→ Data extracts:
##############################

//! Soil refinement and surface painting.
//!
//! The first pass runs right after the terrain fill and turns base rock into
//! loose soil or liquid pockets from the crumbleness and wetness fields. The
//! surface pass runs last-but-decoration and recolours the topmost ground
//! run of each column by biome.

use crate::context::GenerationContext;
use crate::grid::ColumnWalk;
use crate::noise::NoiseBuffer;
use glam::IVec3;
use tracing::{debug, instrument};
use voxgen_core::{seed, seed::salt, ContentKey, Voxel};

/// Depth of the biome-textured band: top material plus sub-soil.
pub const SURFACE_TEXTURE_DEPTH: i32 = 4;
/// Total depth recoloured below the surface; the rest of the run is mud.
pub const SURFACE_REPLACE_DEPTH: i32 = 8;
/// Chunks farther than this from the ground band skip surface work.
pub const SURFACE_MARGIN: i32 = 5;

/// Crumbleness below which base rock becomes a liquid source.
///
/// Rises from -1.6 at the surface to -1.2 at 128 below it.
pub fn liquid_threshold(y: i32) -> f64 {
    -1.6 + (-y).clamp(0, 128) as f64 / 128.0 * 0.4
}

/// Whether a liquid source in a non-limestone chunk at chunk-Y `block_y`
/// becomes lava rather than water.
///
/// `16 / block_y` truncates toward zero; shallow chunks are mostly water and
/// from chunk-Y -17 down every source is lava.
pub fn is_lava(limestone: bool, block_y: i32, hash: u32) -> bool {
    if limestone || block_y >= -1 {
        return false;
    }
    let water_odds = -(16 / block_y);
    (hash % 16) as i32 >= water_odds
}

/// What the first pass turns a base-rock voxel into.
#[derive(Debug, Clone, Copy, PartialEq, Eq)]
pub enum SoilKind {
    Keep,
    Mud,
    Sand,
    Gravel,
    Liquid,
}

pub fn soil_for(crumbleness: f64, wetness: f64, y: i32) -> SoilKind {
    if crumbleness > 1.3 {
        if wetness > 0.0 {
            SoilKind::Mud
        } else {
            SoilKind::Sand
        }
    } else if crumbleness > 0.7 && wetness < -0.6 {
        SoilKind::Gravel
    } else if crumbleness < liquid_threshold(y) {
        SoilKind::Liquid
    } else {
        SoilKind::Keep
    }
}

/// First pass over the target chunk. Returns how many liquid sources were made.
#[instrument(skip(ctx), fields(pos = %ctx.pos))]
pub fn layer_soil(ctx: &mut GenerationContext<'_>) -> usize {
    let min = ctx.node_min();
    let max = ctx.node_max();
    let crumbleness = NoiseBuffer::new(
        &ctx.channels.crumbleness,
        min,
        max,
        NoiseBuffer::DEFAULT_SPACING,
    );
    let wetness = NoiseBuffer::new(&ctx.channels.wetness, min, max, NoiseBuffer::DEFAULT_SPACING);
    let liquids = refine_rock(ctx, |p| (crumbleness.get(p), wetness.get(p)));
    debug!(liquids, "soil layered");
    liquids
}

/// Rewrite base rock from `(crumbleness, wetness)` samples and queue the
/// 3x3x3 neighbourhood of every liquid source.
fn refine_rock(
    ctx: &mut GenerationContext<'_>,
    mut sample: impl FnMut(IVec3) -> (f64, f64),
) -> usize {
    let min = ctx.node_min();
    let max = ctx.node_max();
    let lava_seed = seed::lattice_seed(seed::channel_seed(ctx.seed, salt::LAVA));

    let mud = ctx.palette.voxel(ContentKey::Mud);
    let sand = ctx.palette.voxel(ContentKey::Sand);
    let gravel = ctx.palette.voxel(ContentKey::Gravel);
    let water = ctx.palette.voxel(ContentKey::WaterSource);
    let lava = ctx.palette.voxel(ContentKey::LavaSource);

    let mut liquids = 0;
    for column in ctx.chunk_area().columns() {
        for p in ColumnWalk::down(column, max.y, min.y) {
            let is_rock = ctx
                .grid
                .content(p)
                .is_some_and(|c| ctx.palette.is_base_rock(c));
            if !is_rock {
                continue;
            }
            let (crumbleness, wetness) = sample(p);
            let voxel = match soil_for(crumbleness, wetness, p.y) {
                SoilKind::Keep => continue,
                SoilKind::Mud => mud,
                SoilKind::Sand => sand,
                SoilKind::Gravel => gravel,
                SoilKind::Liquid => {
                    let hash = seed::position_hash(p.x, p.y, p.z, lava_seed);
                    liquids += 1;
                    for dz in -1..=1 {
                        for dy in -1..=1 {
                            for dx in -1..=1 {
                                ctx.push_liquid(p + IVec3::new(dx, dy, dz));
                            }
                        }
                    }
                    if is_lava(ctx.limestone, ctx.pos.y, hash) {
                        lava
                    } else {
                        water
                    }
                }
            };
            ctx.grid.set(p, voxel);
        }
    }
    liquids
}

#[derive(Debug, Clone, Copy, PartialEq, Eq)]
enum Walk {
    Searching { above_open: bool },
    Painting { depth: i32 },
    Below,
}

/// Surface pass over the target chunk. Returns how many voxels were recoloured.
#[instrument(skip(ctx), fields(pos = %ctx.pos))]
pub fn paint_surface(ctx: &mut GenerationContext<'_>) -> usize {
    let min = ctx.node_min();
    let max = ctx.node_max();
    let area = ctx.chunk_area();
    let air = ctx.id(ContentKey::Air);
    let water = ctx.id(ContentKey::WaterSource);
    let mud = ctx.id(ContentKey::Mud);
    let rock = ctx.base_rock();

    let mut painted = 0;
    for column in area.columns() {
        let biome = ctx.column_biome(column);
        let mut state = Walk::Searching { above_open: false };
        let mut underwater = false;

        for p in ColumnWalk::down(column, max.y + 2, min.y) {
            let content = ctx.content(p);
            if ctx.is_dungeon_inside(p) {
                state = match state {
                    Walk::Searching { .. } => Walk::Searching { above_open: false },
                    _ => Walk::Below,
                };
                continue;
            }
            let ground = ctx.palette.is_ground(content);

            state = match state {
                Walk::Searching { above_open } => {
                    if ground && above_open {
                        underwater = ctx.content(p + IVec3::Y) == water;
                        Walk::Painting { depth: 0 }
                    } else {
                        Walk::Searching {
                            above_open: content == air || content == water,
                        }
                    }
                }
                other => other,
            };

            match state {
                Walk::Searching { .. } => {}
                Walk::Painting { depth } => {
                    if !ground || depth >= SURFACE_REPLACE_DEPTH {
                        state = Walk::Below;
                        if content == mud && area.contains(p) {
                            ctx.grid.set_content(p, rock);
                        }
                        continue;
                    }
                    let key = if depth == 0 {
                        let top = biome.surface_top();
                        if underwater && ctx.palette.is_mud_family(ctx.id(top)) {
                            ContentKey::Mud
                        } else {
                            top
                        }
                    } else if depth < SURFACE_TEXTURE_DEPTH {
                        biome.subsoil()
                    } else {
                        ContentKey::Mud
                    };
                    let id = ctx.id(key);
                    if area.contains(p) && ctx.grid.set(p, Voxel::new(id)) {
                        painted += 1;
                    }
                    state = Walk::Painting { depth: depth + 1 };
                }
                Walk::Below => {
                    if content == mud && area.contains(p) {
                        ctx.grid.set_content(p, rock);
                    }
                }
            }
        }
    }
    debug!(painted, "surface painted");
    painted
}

##############################

→ Exercise details:
Which lines in the listing above include the string "becomes"? Copy each of them.

→ Response to this exercise:
/// Crumbleness below which base rock becomes a liquid source.
/// becomes lava rather than water.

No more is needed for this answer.